How YesLMS achieves 76% AI resolution, saving 17 hrs each month
YesLMS resolves 76% of ~300 monthly Zendesk tickets with AI — 88% CSAT, ~17 hours saved every month. AI for LMS customer support, in the team's own numbers.
Mike is an experienced Product Manager who focuses on all the “non-development” areas of My AskAI, from finance and customer success to product design, copywriting, testing and more.
YesLMS resolves ~228 of ~300 monthly Zendesk tickets with AI, holding 88% AI CSAT and saving ~17 hours every month.
The team behind YesLMS sits in a spot a lot of small support teams will recognize. A modest steady tail of "how do I" tickets every month: instructor invites, certificate re-issues, plan and seat queries, the usual long catalog.
They are a a small ops team and have customers whose own product promise is accessible, inclusive learning, so every reply has to feel both fast and on-brand.
That kind of tail is hard to fix with more humans (the volume doesn't justify another full-time agent) and hard to fix with a generic bot (the customers are sharp, and an off-tone reply lands badly). It's the gap that's tailor-made for an AI customer service agent, if you can get the trust and the training right.
Today, our AI inside Zendesk handles around 228 of those tickets every month at 88% CSAT, freeing the YesLMS team about 17 hours a month and covering both Zendesk Tickets and Zendesk Messaging side by side.
Here's how it came together.
What does YesLMS do?
A screenshot of the YesLMS landing page.
YesLMS is a cloud-based learning management system built around one core idea: accessibility first. The platform pairs a traditional LMS with built-in conferencing, and it's built on Universal Design for Learning principles.
Organizations that prioritize accessibility, including the World Institute on Disability, rely on YesLMS because accessibility is built into the platform from the ground up. Unlike many learning management systems that add accessibility features after the fact, YesLMS was designed with accessibility as a core principle from day one.
YesLMS primarily serves nonprofits, businesses, and government agencies for employee onboarding, continuing education, professional development, and certificate management workflows. Its partners and clients include GWU, SDSU, Octopi Brewing, PolicyWorks, the National Disability Institute, CSAVR, and 45 state social service and employment programs, including vocational rehabilitation agencies.
Which helpdesk does YesLMS use?
YesLMS runs customer support out of Zendesk, using both Support Inbox (Tickets) for email-driven asks and Zendesk Messaging for in-product chat. The same My AskAI agent sits in both channels with the same training, the same Guidance, and the same Custom Answers.
So a learner who pings them in Messaging and a course admin who emails the inbox both end up talking to the same brain.
At this volume the two-channel coverage matters more than it would at consumer scale.

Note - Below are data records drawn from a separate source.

//! The ticker strip.
//!
//! A mounted strip owns four cooperative loops, all driven by tokio timers:
//!
//! - poll: fetch the market endpoint every `poll_interval` (and on manual refresh)
//! - jitter: perturb prices every `jitter_interval` unless a poll just landed
//! - frame: advance the scroll offset every `frame_interval`
//! - status: recompute the decorative market status every `status_interval`
//!
//! Each loop listens on a shared shutdown channel. `unmount` flips the state's
//! mounted flag, signals shutdown, aborts in-flight fetches and joins every
//! loop; after it returns nothing touches the state again.

pub mod entry;
pub mod jitter;
pub mod scroll;
pub mod state;

use chrono::Utc;
use futures::future::join_all;
use std::sync::{Arc, Mutex};
use tokio::sync::{mpsc, watch, RwLock};
use tokio::task::{JoinHandle, JoinSet};
use tokio::time::{interval, interval_at, Instant, MissedTickBehavior};
use tracing::{debug, info, trace, warn};
use uuid::Uuid;

use crate::calendar::MarketCalendar;
use crate::config::StripSettings;
use crate::feed::assembly::{build_items, fallback_items, FeedLimits};
use crate::feed::MarketDataSource;
use crate::types::{MarketStatus, TickerError};

use self::jitter::Jitter;
use self::state::{FetchOutcome, TickerSnapshot, TickerState};

pub type SharedState = Arc<RwLock<TickerState>>;

/// Handle to a mounted ticker strip.
pub struct TickerStrip {
    id: Uuid,
    state: SharedState,
    refresh_tx: mpsc::UnboundedSender<()>,
    shutdown_tx: watch::Sender<bool>,
    tasks: Mutex<Vec<JoinHandle<()>>>,
}

impl TickerStrip {
    /// Mount a strip: fallback items are visible immediately, then the loops
    /// start and the first poll is issued straight away.
    ///
    /// Must be called from within a tokio runtime.
    pub fn mount(
        settings: StripSettings,
        source: Arc<dyn MarketDataSource>,
        calendar: Arc<dyn MarketCalendar>,
    ) -> Self {
        let id = Uuid::new_v4();
        let state: SharedState = Arc::new(RwLock::new(TickerState::new(
            fallback_items(),
            settings.scroll_px_per_frame,
            settings.item_width_px,
            calendar.status_now(),
        )));

        let (refresh_tx, refresh_rx) = mpsc::unbounded_channel();
        let (shutdown_tx, shutdown_rx) = watch::channel(false);

        let tasks = vec![
            tokio::spawn(poll_loop(
                id,
                state.clone(),
                source,
                settings.clone(),
                refresh_rx,
                shutdown_rx.clone(),
            )),
            tokio::spawn(jitter_loop(id, state.clone(), settings.clone(), shutdown_rx.clone())),
            tokio::spawn(frame_loop(state.clone(), settings.clone(), shutdown_rx.clone())),
            tokio::spawn(status_loop(id, state.clone(), calendar, settings.clone(), shutdown_rx)),
        ];

        info!(
            strip = %id,
            poll_secs = settings.poll_interval.as_secs(),
            jitter_secs = settings.jitter_interval.as_secs(),
            frame_ms = settings.frame_interval.as_millis() as u64,
            "Ticker strip mounted"
        );

        Self {
            id,
            state,
            refresh_tx,
            shutdown_tx,
            tasks: Mutex::new(tasks),
        }
    }

    pub fn id(&self) -> Uuid {
        self.id
    }

    pub async fn snapshot(&self) -> TickerSnapshot {
        self.state.read().await.snapshot()
    }

    pub async fn is_mounted(&self) -> bool {
        self.state.read().await.is_mounted()
    }

    /// Flip the manual pause. Returns the new manual-pause state.
    pub async fn toggle_pause(&self) -> Result<bool, TickerError> {
        let mut st = self.state.write().await;
        if !st.is_mounted() {
            return Err(TickerError::Unmounted);
        }
        let paused = st.toggle_pause();
        debug!(strip = %self.id, paused, "Manual pause toggled");
        Ok(paused)
    }

    /// Pointer entered (`true`) or left (`false`) the strip.
    pub async fn set_hovered(&self, hovered: bool) -> Result<(), TickerError> {
        let mut st = self.state.write().await;
        if !st.is_mounted() {
            return Err(TickerError::Unmounted);
        }
        st.set_hovered(hovered);
        Ok(())
    }

    /// Re-trigger the fetch path and reset the jitter suppression window.
    pub async fn refresh(&self) -> Result<(), TickerError> {
        {
            let mut st = self.state.write().await;
            if !st.is_mounted() {
                return Err(TickerError::Unmounted);
            }
            st.mark_refreshed(Instant::now());
        }
        self.refresh_tx.send(()).map_err(|_| TickerError::Unmounted)?;
        debug!(strip = %self.id, "Manual refresh requested");
        Ok(())
    }

    /// Stop every loop and wait for them to finish. Idempotent.
    pub async fn unmount(&self) {
        {
            let mut st = self.state.write().await;
            if !st.is_mounted() {
                return;
            }
            st.unmount();
        }
        let _ = self.shutdown_tx.send(true);

        let handles = match self.tasks.lock() {
            Ok(mut tasks) => std::mem::take(&mut *tasks),
            Err(poisoned) => std::mem::take(&mut *poisoned.into_inner()),
        };
        for result in join_all(handles).await {
            if let Err(e) = result {
                if e.is_panic() {
                    warn!(strip = %self.id, error = %e, "Ticker loop panicked");
                }
            }
        }
        info!(strip = %self.id, "Ticker strip unmounted");
    }
}

impl Drop for TickerStrip {
    fn drop(&mut self) {
        let _ = self.shutdown_tx.send(true);
        let tasks = match self.tasks.get_mut() {
            Ok(tasks) => std::mem::take(tasks),
            Err(poisoned) => std::mem::take(poisoned.into_inner()),
        };
        for handle in tasks {
            handle.abort();
        }
    }
}

// ---------------------------------------------------------------------------
// Loops
// ---------------------------------------------------------------------------

async fn poll_loop(
    id: Uuid,
    state: SharedState,
    source: Arc<dyn MarketDataSource>,
    settings: StripSettings,
    mut refresh_rx: mpsc::UnboundedReceiver<()>,
    mut shutdown: watch::Receiver<bool>,
) {
    let limits = FeedLimits {
        max_indices: settings.max_indices,
        max_tape: settings.max_tape,
    };
    let mut ticker = interval(settings.poll_interval);
    ticker.set_missed_tick_behavior(MissedTickBehavior::Delay);
    let mut inflight = JoinSet::new();

    loop {
        if *shutdown.borrow() {
            break;
        }
        tokio::select! {
            biased;
            _ = shutdown.changed() => break,
            _ = ticker.tick() => {
                spawn_fetch(&mut inflight, id, &state, &source, limits).await;
            }
            Some(()) = refresh_rx.recv() => {
                spawn_fetch(&mut inflight, id, &state, &source, limits).await;
            }
            Some(joined) = inflight.join_next(), if !inflight.is_empty() => {
                if let Err(e) = joined {
                    if e.is_panic() {
                        warn!(strip = %id, error = %e, "Market fetch task panicked");
                    }
                }
            }
        }
    }

    inflight.abort_all();
    while inflight.join_next().await.is_some() {}
    trace!(strip = %id, "Poll loop stopped");
}

async fn spawn_fetch(
    inflight: &mut JoinSet<()>,
    id: Uuid,
    state: &SharedState,
    source: &Arc<dyn MarketDataSource>,
    limits: FeedLimits,
) {
    let seq = state.write().await.next_fetch_seq();
    let state = state.clone();
    let source = source.clone();

    inflight.spawn(async move {
        match source.fetch_snapshot().await {
            Ok(snapshot) => {
                let items = build_items(&snapshot, limits);
                let outcome = state
                    .write()
                    .await
                    .apply_fetch(seq, items, Instant::now(), Utc::now());
                match outcome {
                    FetchOutcome::Applied(count) => {
                        info!(strip = %id, seq, items = count, "Ticker refreshed");
                    }
                    FetchOutcome::Empty => {
                        warn!(strip = %id, seq, "Market endpoint returned no instruments; keeping current items");
                    }
                    FetchOutcome::Stale => {
                        debug!(strip = %id, seq, "Discarding stale market response");
                    }
                    FetchOutcome::Unmounted => {}
                }
            }
            Err(e) => {
                warn!(
                    strip = %id,
                    seq,
                    source = source.name(),
                    error = %e,
                    "Market fetch failed; keeping current items"
                );
            }
        }
    });
}

async fn jitter_loop(
    id: Uuid,
    state: SharedState,
    settings: StripSettings,
    mut shutdown: watch::Receiver<bool>,
) {
    let mut jitter = Jitter::new(settings.jitter_seed);
    let period = settings.jitter_interval;
    let mut ticker = interval_at(Instant::now() + period, period);
    ticker.set_missed_tick_behavior(MissedTickBehavior::Delay);

    loop {
        if *shutdown.borrow() {
            break;
        }
        tokio::select! {
            biased;
            _ = shutdown.changed() => break,
            _ = ticker.tick() => {
                let applied = state.write().await.jitter(
                    &mut jitter,
                    Instant::now(),
                    settings.jitter_suppress_window,
                );
                trace!(strip = %id, applied, "Jitter tick");
            }
        }
    }
}

async fn frame_loop(
    state: SharedState,
    settings: StripSettings,
    mut shutdown: watch::Receiver<bool>,
) {
    let period = settings.frame_interval;
    let mut ticker = interval_at(Instant::now() + period, period);
    ticker.set_missed_tick_behavior(MissedTickBehavior::Skip);

    loop {
        if *shutdown.borrow() {
            break;
        }
        tokio::select! {
            biased;
            _ = shutdown.changed() => break,
            _ = ticker.tick() => {
                state.write().await.advance_frame();
            }
        }
    }
}

async fn status_loop(
    id: Uuid,
    state: SharedState,
    calendar: Arc<dyn MarketCalendar>,
    settings: StripSettings,
    mut shutdown: watch::Receiver<bool>,
) {
    let mut ticker = interval(settings.status_interval);
    ticker.set_missed_tick_behavior(MissedTickBehavior::Delay);
    let mut last: Option<MarketStatus> = None;

    loop {
        if *shutdown.borrow() {
            break;
        }
        tokio::select! {
            biased;
            _ = shutdown.changed() => break,
            _ = ticker.tick() => {
                let status = calendar.status_now();
                state.write().await.set_market_status(status);
                if last != Some(status) {
                    debug!(strip = %id, status = %status, "Market status");
                    last = Some(status);
                }
            }
        }
    }
}

// ---------------------------------------------------------------------------
// Tests
// ---------------------------------------------------------------------------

Either channel on its own is modest (about 300 tickets a month between them), but the response-time bar is high.
Training admins are usually answering to their own internal stakeholders, so a slow reply on something like a seat-allocation question can stall a whole cohort's start date.
How did YesLMS train their AI customer service agent?
Training started with the Zendesk help center, plugged in directly via the Zendesk Knowledge Base connector. For an accessibility-first LMS that help center is the biggest single piece of the puzzle: course-builder how-tos written for screen-reader users, instructor-invitation walkthroughs, certificate workflow docs, plan and seat policy pages.
The native connector means new and updated articles flow into the AI's knowledge on their own. No separate sync to babysit.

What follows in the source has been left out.